Doug Mountjoy, one of Wales’ greatest snooker players, has died at the age of 78.
In 1981 he came second at the World Championships, one of only six Welshmen to make it to the biggest snooker event.
The former miner could have won more tournaments, but he didn’t turn pro until he was 34.
Mountjoy began his professional career by winning the 1977 Masters and is one of only four players from Wales to have won the British Championship.
Mountjoy was born on the 8th. Born in Tir y Bertha near Caerphilly in June 1942, he grew up near Ebbw Vale in Blaenau Gwent.
During his formative years, Mountjoy was a well-known amateur snooker player in clubs, but could not bring the sport to prominence because of his career as a miner.
Mountjoy won many amateur tournaments and was twice amateur champion of Wales before winning the greatest honour, the world amateur title in 1976, by beating Paul Mifsud 11-1.
A year later he turned pro and after a late abandonment to replace the 1977 Masters, Mountjoy turned pro with a stunning 7-6 victory over reigning world champion Ray Reardon in the final.
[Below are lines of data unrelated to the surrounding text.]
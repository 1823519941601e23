use serde::Serialize;
use thiserror::Error;

/// Label attached to every narrative.
pub const NON_AUTHORITATIVE_LABEL: &str =
    "Narrative (non-authoritative): restates the computed verdict; the verdict fields are the source of truth.";

/// Prose accompanying a verdict.
///
/// This is *not* part of the verdict. It is only ever created by
/// [`crate::guard::check`], after its numbers were matched against the request.
#[derive(Debug, Clone, PartialEq, Eq, Serialize)]
pub struct Narrative {
    narrator: String,
    label: &'static str,
    authoritative: bool,
    text: String,
}

impl Narrative {
    pub(crate) fn new(narrator: impl Into<String>, text: impl Into<String>) -> Self {
        Self {
            narrator: narrator.into(),
            label: NON_AUTHORITATIVE_LABEL,
            authoritative: false,
            text: text.into(),
        }
    }

    pub fn narrator(&self) -> &str {
        &self.narrator
    }

    pub fn label(&self) -> &str {
        self.label
    }

    pub fn text(&self) -> &str {
        &self.text
    }
}

#[derive(Debug, Error, Clone, PartialEq, Eq)]
pub enum NarrativeError {
    #[error("narrative is empty")]
    Empty,

    #[error("narrative introduces numbers absent from the evidence: {}", .0.join(", "))]
    IntroducedNumbers(Vec<String>),
}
Another success would come in 1978 when he became British champion, beating David Taylor in the final 15:9.
Mountjoy won the 1980 Tournament of Champions by beating John Maiden 10-8 in the final, and along with Terry Griffiths and Reardon won the first two Snooker World Cups for Wales in 1979 and 1980.
At the 1981 World Championships, Mountjoy reached the final in Sheffield but was beaten 18-12 by a young Steve Davies, winning the first of his six Crucible titles.
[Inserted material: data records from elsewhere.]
//! Competitor aggregation: per-source evidence grouped by normalized domain.

use std::collections::HashMap;

use serde::{Serialize, Serializer};

use pricetruth_core::{
    Citation, EntityRef, Gap, GapCode, GapLedger, ProductInput, Source, push_unique,
};
use pricetruth_extraction::{EvidenceSnippet, SnippetExtractor};
use pricetruth_pricing::{
    FxTable, NormalizationOutcome, NormalizedPrice, ParseFailure, ParsedPrice, normalize,
    parse_snippet,
};

/// What one snippet yielded.
#[derive(Debug, Clone, PartialEq)]
pub enum PriceEvidence {
    Parsed {
        price: ParsedPrice,
        outcome: NormalizationOutcome,
    },
    Failed {
        snippet: EntityRef,
        price_text: String,
        failure: ParseFailure,
    },
}

impl PriceEvidence {
    pub fn from_snippet(snippet: &EvidenceSnippet, fx: &FxTable) -> Self {
        match parse_snippet(snippet) {
            Ok(price) => {
                let outcome = normalize(&price, fx);
                PriceEvidence::Parsed { price, outcome }
            }
            Err(failure) => PriceEvidence::Failed {
                snippet: snippet.entity_ref(),
                price_text: snippet.price_text().to_string(),
                failure,
            },
        }
    }

    /// The gap this evidence raises, if it did not produce a value.
    pub fn gap(&self) -> Option<Gap> {
        match self {
            PriceEvidence::Parsed {
                outcome: NormalizationOutcome::Normalized(_),
                ..
            } => None,
            PriceEvidence::Parsed {
                price,
                outcome: NormalizationOutcome::Blocked(blocked),
            } => Some(blocked.to_gap(price.price_text(), price.origin().entity_ref())),
            PriceEvidence::Failed {
                snippet,
                price_text,
                failure,
            } => Some(failure.to_gap(price_text, snippet.clone())),
        }
    }
}

/// Output of the per-source stage: everything extracted, parsed and
/// normalized from one source.
#[derive(Debug, Clone, PartialEq)]
pub struct SourceEvidence {
    position: usize,
    domain: Option<String>,
    citation: Citation,
    snippets: Vec<EvidenceSnippet>,
    evidence: Vec<PriceEvidence>,
}

impl SourceEvidence {
    pub fn collect(
        position: usize,
        source: &Source,
        extractor: &SnippetExtractor,
        fx: &FxTable,
    ) -> Self {
        let snippets = extractor.extract(source);
        let evidence = snippets
            .iter()
            .map(|snippet| PriceEvidence::from_snippet(snippet, fx))
            .collect();
        Self {
            position,
            domain: source.domain(),
            citation: Citation::from_source(source),
            snippets,
            evidence,
        }
    }

    pub fn position(&self) -> usize {
        self.position
    }

    pub fn domain(&self) -> Option<&str> {
        self.domain.as_deref()
    }

    pub fn snippets(&self) -> &[EvidenceSnippet] {
        &self.snippets
    }

    pub fn evidence(&self) -> &[PriceEvidence] {
        &self.evidence
    }
}

/// Everything known about one competitor, keyed by normalized domain.
///
/// Built only by [`aggregate`]; read-only afterwards.
#[derive(Debug, Clone, PartialEq, Serialize)]
pub struct CompetitorPricing {
    competitor_name: String,
    domain: String,
    extracted_price_texts: Vec<String>,
    evidence_snippets: Vec<EvidenceSnippet>,
    parsed_prices: Vec<ParsedPrice>,
    #[serde(rename = "normalized_monthly_usd", serialize_with = "monthly_usd")]
    normalized: Option<NormalizedPrice>,
    notes: Vec<String>,
    citations: Vec<Citation>,
    gaps: GapLedger,
    no_evidence_found: bool,
}

fn monthly_usd<S: Serializer>(
    value: &Option<NormalizedPrice>,
    serializer: S,
) -> Result<S::Ok, S::Error> {
    value
        .as_ref()
        .map(NormalizedPrice::monthly_usd)
        .serialize(serializer)
}

impl CompetitorPricing {
    fn new(domain: &str) -> Self {
        Self {
            competitor_name: domain.to_string(),
            domain: domain.to_string(),
            extracted_price_texts: Vec::new(),
            evidence_snippets: Vec::new(),
            parsed_prices: Vec::new(),
            normalized: None,
            notes: Vec::new(),
            citations: Vec::new(),
            gaps: GapLedger::new(),
            no_evidence_found: false,
        }
    }

    pub fn competitor_name(&self) -> &str {
        &self.competitor_name
    }

    pub fn domain(&self) -> &str {
        &self.domain
    }

    pub fn extracted_price_texts(&self) -> &[String] {
        &self.extracted_price_texts
    }

    pub fn evidence_snippets(&self) -> &[EvidenceSnippet] {
        &self.evidence_snippets
    }

    pub fn parsed_prices(&self) -> &[ParsedPrice] {
        &self.parsed_prices
    }

    pub fn normalized(&self) -> Option<&NormalizedPrice> {
        self.normalized.as_ref()
    }

    pub fn normalized_monthly_usd(&self) -> Option<f64> {
        self.normalized.as_ref().map(NormalizedPrice::monthly_usd)
    }

    pub fn notes(&self) -> &[String] {
        &self.notes
    }

    pub fn citations(&self) -> &[Citation] {
        &self.citations
    }

    pub fn gaps(&self) -> &[Gap] {
        self.gaps.as_slice()
    }

    pub fn no_evidence_found(&self) -> bool {
        self.no_evidence_found
    }

    /// A competitor is comparable once it has a normalized price.
    pub fn is_comparable(&self) -> bool {
        self.normalized.is_some()
    }

    /// The snippet the normalized value was parsed from.
    pub fn normalized_snippet(&self) -> Option<&EvidenceSnippet> {
        let origin = self.normalized.as_ref()?.origin();
        self.evidence_snippets.iter().find(|s| origin.is_snippet(s))
    }

    fn absorb(&mut self, source: SourceEvidence) {
        if source.snippets.is_empty() {
            return;
        }
        push_unique(&mut self.citations, source.citation);

        for snippet in source.snippets {
            if !self.extracted_price_texts.iter().any(|t| t == snippet.price_text()) {
                self.extracted_price_texts.push(snippet.price_text().to_string());
            }
            self.evidence_snippets.push(snippet);
        }

        for evidence in source.evidence {
            if let Some(gap) = evidence.gap() {
                self.gaps.record(gap);
            }
            match evidence {
                PriceEvidence::Parsed { price, outcome } => {
                    if let NormalizationOutcome::Normalized(value) = outcome {
                        self.accept(value);
                    }
                    self.parsed_prices.push(price);
                }
                PriceEvidence::Failed { .. } => {}
            }
        }
    }

    fn accept(&mut self, value: NormalizedPrice) {
        if self.normalized.is_none() {
            self.notes.push(format!("normalized: {}", value.method()));
            self.normalized = Some(value);
        } else {
            self.notes.push(format!(
                "not used, an earlier price was already normalized: {}",
                value.method()
            ));
        }
    }

    fn finish(&mut self) {
        if self.evidence_snippets.is_empty() {
            self.no_evidence_found = true;
            self.gaps.record(Gap::new(
                GapCode::NoEvidenceFound,
                format!("no pricing evidence found for {}", self.domain),
                EntityRef::Competitor {
                    domain: self.domain.clone(),
                },
            ));
        }
    }
}

/// Merge per-source evidence into one record per competitor domain.
///
/// Records appear in first-appearance order, followed by hinted competitors
/// that had no source. Sources on the product's own domain are skipped.
pub fn aggregate(
    product: &ProductInput,
    mut per_source: Vec<SourceEvidence>,
) -> Vec<CompetitorPricing> {
    per_source.sort_by_key(|s| s.position);
    let own_domain = product.domain();

    let mut records: Vec<CompetitorPricing> = Vec::new();
    let mut index: HashMap<String, usize> = HashMap::new();

    for source in per_source {
        let Some(domain) = source.domain.clone() else {
            tracing::warn!(position = source.position, "source without a usable domain skipped");
            continue;
        };
        if own_domain.as_deref() == Some(domain.as_str()) {
            tracing::debug!(%domain, "skipping the product's own domain");
            continue;
        }
        let slot = *index.entry(domain.clone()).or_insert_with(|| {
            records.push(CompetitorPricing::new(&domain));
            records.len() - 1
        });
        records[slot].absorb(source);
    }

    for domain in product.competitor_domains() {
        if own_domain.as_deref() == Some(domain.as_str()) || index.contains_key(&domain) {
            continue;
        }
        index.insert(domain.clone(), records.len());
        records.push(CompetitorPricing::new(&domain));
    }

    for record in &mut records {
        record.finish();
        tracing::debug!(
            domain = record.domain(),
            snippets = record.evidence_snippets().len(),
            comparable = record.is_comparable(),
            "competitor aggregated"
        );
    }
    records
}

#[cfg(test)]
mod tests {
    use super::*;

    fn product() -> ProductInput {
        ProductInput::new("Acme", "https://acme.com", "$50/month")
    }

    fn collect(sources: &[Source]) -> Vec<SourceEvidence> {
        let extractor = SnippetExtractor::default();
        let fx = FxTable::new();
        sources
            .iter()
            .enumerate()
            .map(|(i, s)| SourceEvidence::collect(i, s, &extractor, &fx))
            .collect()
    }

    #[test]
    fn groups_by_normalized_domain() {
        let sources = vec![
            Source::new("https://www.rival.io/pricing", "Rival pricing", "Pro $25/month"),
            Source::new("https://RIVAL.io/blog", "Rival blog", "Team $99/month"),
            Source::new("https://other.com", "Other", "Basic $10 per month"),
        ];
        let records = aggregate(&product(), collect(&sources));
        assert_eq!(records.len(), 2);
        assert_eq!(records[0].domain(), "rival.io");
        assert_eq!(records[0].evidence_snippets().len(), 2);
        assert_eq!(records[0].citations().len(), 2);
        assert_eq!(records[1].domain(), "other.com");
    }

    #[test]
    fn first_normalized_price_wins() {
        let sources = vec![Source::new(
            "https://rival.io/pricing",
            "Rival",
            "Starter $10/month\nPro $30/month",
        )];
        let records = aggregate(&product(), collect(&sources));
        let rival = &records[0];
        assert_eq!(rival.normalized_monthly_usd(), Some(10.0));
        assert_eq!(rival.extracted_price_texts(), &["$10/month", "$30/month"]);
        assert_eq!(rival.notes().len(), 2);
        assert!(rival.notes()[1].contains("$30/month"));
        assert_eq!(rival.normalized_snippet().unwrap().price_text(), "$10/month");
    }

    #[test]
    fn per_seat_without_count_stays_null_with_gap() {
        let sources = vec![Source::new("https://rival.io", "Rival", "Teams: $10/seat/month")];
        let records = aggregate(&product(), collect(&sources));
        assert_eq!(records[0].normalized_monthly_usd(), None);
        assert!(!records[0].is_comparable());
        let gap = &records[0].gaps()[0];
        assert_eq!(gap.reason_code, GapCode::PerSeatWithoutSeatCount);
        assert!(gap.message.contains("per-seat pricing without seat count"));
    }

    #[test]
    fn zero_evidence_competitors_are_flagged() {
        let sources = vec![Source::new("https://rival.io", "Rival", "Contact sales for pricing")];
        let product = product().with_competitor_url("https://hinted.dev/pricing");
        let records = aggregate(&product, collect(&sources));
        assert_eq!(records.len(), 2);
        for record in &records {
            assert!(record.no_evidence_found());
            assert_eq!(record.gaps()[0].reason_code, GapCode::NoEvidenceFound);
            assert!(record.citations().is_empty());
        }
        assert_eq!(records[1].domain(), "hinted.dev");
    }

    #[test]
    fn own_domain_is_not_a_competitor() {
        let sources = vec![
            Source::new("https://acme.com/pricing", "Acme", "Pro $50/month"),
            Source::new("https://rival.io", "Rival", "Pro $25/month"),
        ];
        let product = product().with_competitor_url("www.acme.com");
        let records = aggregate(&product, collect(&sources));
        assert_eq!(records.len(), 1);
        assert_eq!(records[0].domain(), "rival.io");
    }

    #[test]
    fn parse_failures_become_gaps_on_the_record() {
        let sources = vec![Source::new(
            "https://rival.io",
            "Rival",
            "Lifetime deal: $199 one-time",
        )];
        let records = aggregate(&product(), collect(&sources));
        assert_eq!(records[0].gaps()[0].reason_code, GapCode::UnsupportedCadence);
        assert!(records[0].parsed_prices().is_empty());
        assert!(!records[0].no_evidence_found());
    }

    #[test]
    fn serializes_normalized_value_as_number() {
        let sources = vec![Source::new("https://rival.io", "Rival", "Pro $25/month")];
        let records = aggregate(&product(), collect(&sources));
        let json = serde_json::to_value(&records[0]).unwrap();
        assert_eq!(json["normalized_monthly_usd"], serde_json::json!(25.0));
        assert_eq!(json["no_evidence_found"], serde_json::json!(false));
        assert_eq!(json["evidence_snippets"][0]["text"], serde_json::json!("Pro $25/month"));
    }
}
Mountjoy fell into the world’s top 16 when titles stalled for a while, but he resumed his game and career in the late 1980s after working with famed coach Frank Callan.
Mountjoy was the surprise winner of the 1988 British Championship at the age of 46 when he beat seven-time world champion Stephen Hendry 16-12 in the final.
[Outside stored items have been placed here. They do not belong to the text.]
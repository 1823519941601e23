use pricetruth_core::{CancellationFlag, Currency, GapCode, PipelineError, ProductInput, Source};
use pricetruth_verdict::{ConfidenceLevel, PipelineConfig, VerdictStatus, analyze};

fn product(price: &str) -> ProductInput {
    ProductInput::new("Acme Analytics", "https://acme.com", price)
}

fn source(url: &str, content: &str) -> Source {
    Source::new(url, format!("{url} pricing"), content)
}

fn run(product: &ProductInput, sources: &[Source]) -> pricetruth_verdict::PricingVerdict {
    analyze(product, sources, &PipelineConfig::default(), &CancellationFlag::new()).unwrap()
}

#[test]
fn twenty_and_thirty_against_fifty_is_overpriced() {
    let sources = vec![
        source("https://rival-a.com/pricing", "Pro plan: $20/month, billed monthly."),
        source("https://rival-b.com/pricing", "Business is $30 per month per workspace."),
    ];
    let verdict = run(&product("$50/month"), &sources);

    assert_eq!(verdict.status(), VerdictStatus::Overpriced);
    assert_eq!(verdict.comparable_count(), 2);
    assert!(verdict.summary().starts_with("OVERPRICED"));
    assert_eq!(verdict.citations().len(), 2);
}

#[test]
fn internationalized_source_domains_are_accepted() {
    let sources = vec![
        source("https://bücher.de/preise", "Pro $20/month"),
        source("https://b.com/pricing", "Pro $30/month"),
    ];
    let verdict = run(&product("$50/month"), &sources);

    assert_eq!(verdict.status(), VerdictStatus::Overpriced);
    assert_eq!(verdict.competitor_table()[0].domain(), "xn--bcher-kva.de");
}

#[test]
fn single_comparable_competitor_is_undeterminable() {
    let sources = vec![
        source("https://rival-a.com/pricing", "Pricing starts at $25 per month"),
        source("https://rival-b.com/pricing", "Team: $10/seat/month"),
    ];
    let verdict = run(&product("$5/month"), &sources);

    assert_eq!(verdict.status(), VerdictStatus::Undeterminable);
    assert_eq!(verdict.confidence().level, ConfidenceLevel::Low);
    assert!(
        verdict
            .gaps()
            .iter()
            .any(|g| g.message == "insufficient comparable competitors (found 1, need ≥2)")
    );

    let table = verdict.competitor_table();
    assert_eq!(table[0].normalized_monthly_usd(), Some(25.0));
    assert_eq!(table[1].normalized_monthly_usd(), None);
    assert_eq!(table[1].parsed_prices()[0].seat_count(), None);
    assert!(table[1].parsed_prices()[0].per_seat());
}

#[test]
fn every_normalized_value_has_a_snippet_and_citation() {
    let sources = vec![
        source("https://rival-a.com/pricing", "Starter $9/month\nPro $29/month"),
        source("https://rival-b.com/pricing", "Annual plan $240 per year"),
        source("https://rival-c.com/pricing", "Enterprise: contact us"),
        source("https://rival-d.com/pricing", "€15/month for all features"),
    ];
    let verdict = run(&product("$20/month"), &sources);

    for competitor in verdict.competitor_table() {
        if competitor.normalized_monthly_usd().is_some() {
            assert!(!competitor.evidence_snippets().is_empty());
            assert!(!competitor.citations().is_empty());
            let snippet = competitor.normalized_snippet().unwrap();
            assert!(verdict.citations().iter().any(|c| c.url == snippet.source_url()));
        }
    }

    let rival_c = &verdict.competitor_table()[2];
    assert!(rival_c.no_evidence_found());
    let rival_d = &verdict.competitor_table()[3];
    assert_eq!(rival_d.gaps()[0].reason_code, GapCode::MissingFxRate);
}

#[test]
fn explicit_fx_rate_makes_foreign_prices_comparable() {
    let sources = vec![
        source("https://rival-a.com/pricing", "€20/month"),
        source("https://rival-b.com/pricing", "£24 per month"),
    ];
    let mut config = PipelineConfig::default();
    config.fx_rates.insert(Currency::Eur, 1.1);
    config.fx_rates.insert(Currency::Gbp, 1.25);

    let verdict =
        analyze(&product("$25/month"), &sources, &config, &CancellationFlag::new()).unwrap();
    let values: Vec<Option<f64>> = verdict
        .competitor_table()
        .iter()
        .map(|c| c.normalized_monthly_usd())
        .collect();
    assert_eq!(values, vec![Some(22.0), Some(30.0)]);
    assert_eq!(verdict.status(), VerdictStatus::Fair);
}

#[test]
fn runs_are_idempotent() {
    let sources: Vec<Source> = (0..24)
        .map(|i| {
            source(
                &format!("https://rival-{i}.com/pricing"),
                &format!("Basic ${}/month\nPro ${} per year", 10 + i, 200 + 12 * i),
            )
        })
        .collect();
    let product = product("$18/month");

    let first = run(&product, &sources);
    let second = run(&product, &sources);
    assert_eq!(first, second);
    assert_eq!(
        serde_json::to_string(&first).unwrap(),
        serde_json::to_string(&second).unwrap()
    );
}

#[test]
fn duplicate_source_urls_are_rejected() {
    let sources = vec![
        source("https://rival-a.com/pricing", "$20/month"),
        source("https://rival-a.com/pricing", "$20/month"),
    ];
    let err = analyze(
        &product("$50/month"),
        &sources,
        &PipelineConfig::default(),
        &CancellationFlag::new(),
    )
    .unwrap_err();
    assert!(err.is_validation());
}

#[test]
fn cancellation_returns_no_verdict() {
    let cancel = CancellationFlag::new();
    cancel.cancel();
    let err = analyze(
        &product("$50/month"),
        &[source("https://rival-a.com", "$20/month")],
        &PipelineConfig::default(),
        &cancel,
    )
    .unwrap_err();
    assert_eq!(err, PipelineError::Cancelled);
}

#[test]
fn verdict_json_has_the_stable_shape() {
    let sources = vec![
        source("https://rival-a.com/pricing", "$20/month"),
        source("https://rival-b.com/pricing", "$30/month"),
    ];
    let verdict = run(&product("$25/month"), &sources);
    let json = serde_json::to_value(&verdict).unwrap();
    let mut keys: Vec<&str> = json.as_object().unwrap().keys().map(String::as_str).collect();
    keys.sort_unstable();
    assert_eq!(
        keys,
        vec![
            "citations",
            "competitor_table",
            "confidence",
            "gaps",
            "key_reasons",
            "status",
            "summary"
        ]
    );
    assert_eq!(json["status"], "FAIR");
    assert!(json["confidence"]["level"].is_string());
    assert!(json["confidence"]["score"].is_number());
}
He was diagnosed with lung cancer in 1993, and that year he made his final appearance in the world finals. He defeated Allen Robida 10-6 in the first round, a few weeks before undergoing surgery to remove his left lung.
He recovered and remained on the track until 1997 before continuing to train.
A true champion and a gentleman
One of Mountjoy’s friends who plays modern-day Cliff Thorburn said: So sad to hear of the passing of Doug Mountjoy today.
He was a true champion and a gentleman. He had everything he needed and the heart of a lion. They knew he was in the laughing room and I brought good luck to Doug!
My condolences to his family and friends.
Another former world champion, Dennis Taylor, said: I have just learned the sad news of the passing of one of our legends.
Doug Mountjoy is a very special Welshman. RIP, my best friend.
In a joint statement, World Snooker Tour president Barry Hearn and World Professional Billiards and Snooker Association president Jason Ferguson said the following: Doug was first and foremost a good guy who befriended many of the touring players in the 1970s and beyond.
He was very dedicated to our sport, just loved the game and was always willing to help others improve, both as a player and later as a coach.
At the table he was a tough competitor and a good champion, winning many tournaments.
His resurgence at the end of his career, winning two tournaments, including the British Championship, is an incredible achievement.
Doug will be greatly missed by all who knew him and we extend our sincere condolences to his family.
A tribute to Mountjoy was also paid by some of the biggest figures in the sport were posted on social media, including Jimmy White.